Summary Generation of one or two asymmetric carbons by means of a methyl substitution into cyclohexyl or piperidine moieties of 1-[1-(2-thienyl)cyclohexyl]piperidine (TCP) and 1-[1-(2-benzo[ b ]thiophenyl)cyclohexyl]piperidine (BTCP) structures has revealed improved affinity and/or selectivity for the PCP receptor and the dopamine (DA) transporter, respectively. Therefore, to get more information about the influence of chiral centres on affinity and selectivity, simultaneous methyl substitutions of cyclohexyl and piperidine moieties have been performed to generate three asymmetric carbons into the parent structures.

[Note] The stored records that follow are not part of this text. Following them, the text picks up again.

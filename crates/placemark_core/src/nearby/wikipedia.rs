//! Wikipedia geosearch client.
//!
//! # Responsibility
//! - Issue the one-shot geosearch request for a coordinate.
//! - Decode the nested page map into ordered `NearbyItem`s.
//!
//! # Invariants
//! - One request per call; no retry, no timeout beyond transport defaults.
//! - A response with no pages decodes to an empty, still-successful result.

use crate::model::location::Coordinate;
use crate::nearby::{NearbyItem, NearbySearch, SearchError};
use async_trait::async_trait;
use log::info;
use serde::Deserialize;
use std::collections::HashMap;
use url::Url;

const WIKIPEDIA_ENDPOINT: &str = "https://en.wikipedia.org/w/api.php";
const GEOSEARCH_PAGE_LIMIT: &str = "50";
const GEOSEARCH_RADIUS_METERS: &str = "10000";
const THUMBNAIL_SIZE: &str = "500";

/// Shown for pages the encyclopedia has no short description for.
const NO_DESCRIPTION_FALLBACK: &str = "No further information";

#[derive(Debug, Deserialize)]
struct GeosearchResponse {
    query: Option<QueryEnvelope>,
}

#[derive(Debug, Deserialize)]
struct QueryEnvelope {
    #[serde(default)]
    pages: HashMap<String, PageRecord>,
}

#[derive(Debug, Deserialize)]
struct PageRecord {
    pageid: u64,
    title: String,
    terms: Option<PageTerms>,
}

#[derive(Debug, Deserialize)]
struct PageTerms {
    #[serde(default)]
    description: Vec<String>,
}

impl PageRecord {
    fn into_item(self) -> NearbyItem {
        let description = self
            .terms
            .and_then(|terms| terms.description.into_iter().next())
            .unwrap_or_else(|| NO_DESCRIPTION_FALLBACK.to_string());

        NearbyItem {
            page_id: self.pageid,
            title: self.title,
            description,
        }
    }
}

/// Client for the public Wikipedia geosearch API.
pub struct WikipediaClient {
    client: reqwest::Client,
}

impl WikipediaClient {
    pub fn new() -> Self {
        Self {
            client: reqwest::Client::new(),
        }
    }
}

impl Default for WikipediaClient {
    fn default() -> Self {
        Self::new()
    }
}

fn geosearch_url(coordinate: Coordinate) -> Result<Url, SearchError> {
    let ggscoord = format!("{}|{}", coordinate.latitude, coordinate.longitude);
    let url = Url::parse_with_params(
        WIKIPEDIA_ENDPOINT,
        &[
            ("action", "query"),
            ("ggscoord", ggscoord.as_str()),
            ("prop", "coordinates|pageimages|pageterms"),
            ("colimit", GEOSEARCH_PAGE_LIMIT),
            ("piprop", "thumbnail"),
            ("pithumbsize", THUMBNAIL_SIZE),
            ("pilimit", GEOSEARCH_PAGE_LIMIT),
            ("wbptterms", "description"),
            ("generator", "geosearch"),
            ("ggsradius", GEOSEARCH_RADIUS_METERS),
            ("ggslimit", GEOSEARCH_PAGE_LIMIT),
            ("format", "json"),
        ],
    )?;
    Ok(url)
}

/// Extracts the page-map values and pins the display order.
fn decode_items(body: serde_json::Value) -> Result<Vec<NearbyItem>, SearchError> {
    let response = serde_json::from_value::<GeosearchResponse>(body)?;
    let mut items: Vec<NearbyItem> = response
        .query
        .map(|query| {
            query
                .pages
                .into_values()
                .map(PageRecord::into_item)
                .collect()
        })
        .unwrap_or_default();
    items.sort();
    Ok(items)
}

#[async_trait]
impl NearbySearch for WikipediaClient {
    async fn search_nearby(&self, coordinate: Coordinate) -> Result<Vec<NearbyItem>, SearchError> {
        let url = geosearch_url(coordinate)?;
        let body = self
            .client
            .get(url)
            .send()
            .await?
            .error_for_status()?
            .json::<serde_json::Value>()
            .await?;

        let items = decode_items(body)?;
        info!(
            "event=nearby_search module=nearby status=ok count={}",
            items.len()
        );
        Ok(items)
    }
}
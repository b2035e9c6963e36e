//! Nearby encyclopedia lookup contracts.
//!
//! # Responsibility
//! - Define the search API the edit session consumes.
//! - Keep the session testable against stub search backends.
//!
//! # Invariants
//! - Results carry a deterministic order: ascending `(title, page_id)`.
//! - A lookup either yields a complete result set or an error; partial
//!   results are never returned.

use crate::model::location::Coordinate;
use async_trait::async_trait;
use std::cmp::Ordering;
use std::error::Error;
use std::fmt::{Display, Formatter};

pub mod wikipedia;

pub use wikipedia::WikipediaClient;

/// One encyclopedia entry near a place. Session-scoped, never persisted.
#[derive(Debug, Clone, PartialEq, Eq)]
pub struct NearbyItem {
    /// Numeric page identifier from the upstream API.
    pub page_id: u64,
    pub title: String,
    pub description: String,
}

// The upstream API returns an unordered page map, so the display order has
// to be pinned here: title first, numeric page id as the tie-break.
impl Ord for NearbyItem {
    fn cmp(&self, other: &Self) -> Ordering {
        self.title
            .cmp(&other.title)
            .then(self.page_id.cmp(&other.page_id))
    }
}

impl PartialOrd for NearbyItem {
    fn partial_cmp(&self, other: &Self) -> Option<Ordering> {
        Some(self.cmp(other))
    }
}

/// Failure of one nearby lookup. Both variants collapse to the session's
/// terminal Failed state; no retry is attempted.
#[derive(Debug)]
pub enum SearchError {
    Http(reqwest::Error),
    Decode(serde_json::Error),
    BadUrl(url::ParseError),
}

impl Display for SearchError {
    fn fmt(&self, f: &mut Formatter<'_>) -> std::fmt::Result {
        match self {
            Self::Http(err) => write!(f, "nearby search request failed: {err}"),
            Self::Decode(err) => write!(f, "nearby search response invalid: {err}"),
            Self::BadUrl(err) => write!(f, "nearby search url invalid: {err}"),
        }
    }
}

impl Error for SearchError {
    fn source(&self) -> Option<&(dyn Error + 'static)> {
        match self {
            Self::Http(err) => Some(err),
            Self::Decode(err) => Some(err),
            Self::BadUrl(err) => Some(err),
        }
    }
}

impl From<reqwest::Error> for SearchError {
    fn from(value: reqwest::Error) -> Self {
        Self::Http(value)
    }
}

impl From<serde_json::Error> for SearchError {
    fn from(value: serde_json::Error) -> Self {
        Self::Decode(value)
    }
}

impl From<url::ParseError> for SearchError {
    fn from(value: url::ParseError) -> Self {
        Self::BadUrl(value)
    }
}

/// Search backend for entries near a coordinate.
///
/// Implementations own the ordering contract: the returned vector is already
/// sorted ascending by `(title, page_id)`.
#[async_trait]
pub trait NearbySearch: Send + Sync {
    async fn search_nearby(&self, coordinate: Coordinate) -> Result<Vec<NearbyItem>, SearchError>;
}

Thus, cis -(Pip/Me)-1-[1-(2-thienyl)-2-methylcyclohexyl]-3-methylpiperidines and cis -(Pip/Me)-1-[1-(2-benzo[ b ]thiophenyl)-2-methylcyclohexyl]-3-methylpiperidines in homochiral forms have been prepared and their affinities for the PCP receptor ([ 3 H]TCP binding) and for the DA transporter ([ 3 H]BTCP binding) have been measured on rat brain and striatal membranes, respectively. None of the enantiomeric structures revealed affinities and/or selectivities in the same range as molecules bearing one or two asymmetric centres. In the TCP series the best compounds were in the same range as the parent compound. In the BTCP series, pure stereomers displayed lowered affinities and considerably reduced selectivities than the parent compound.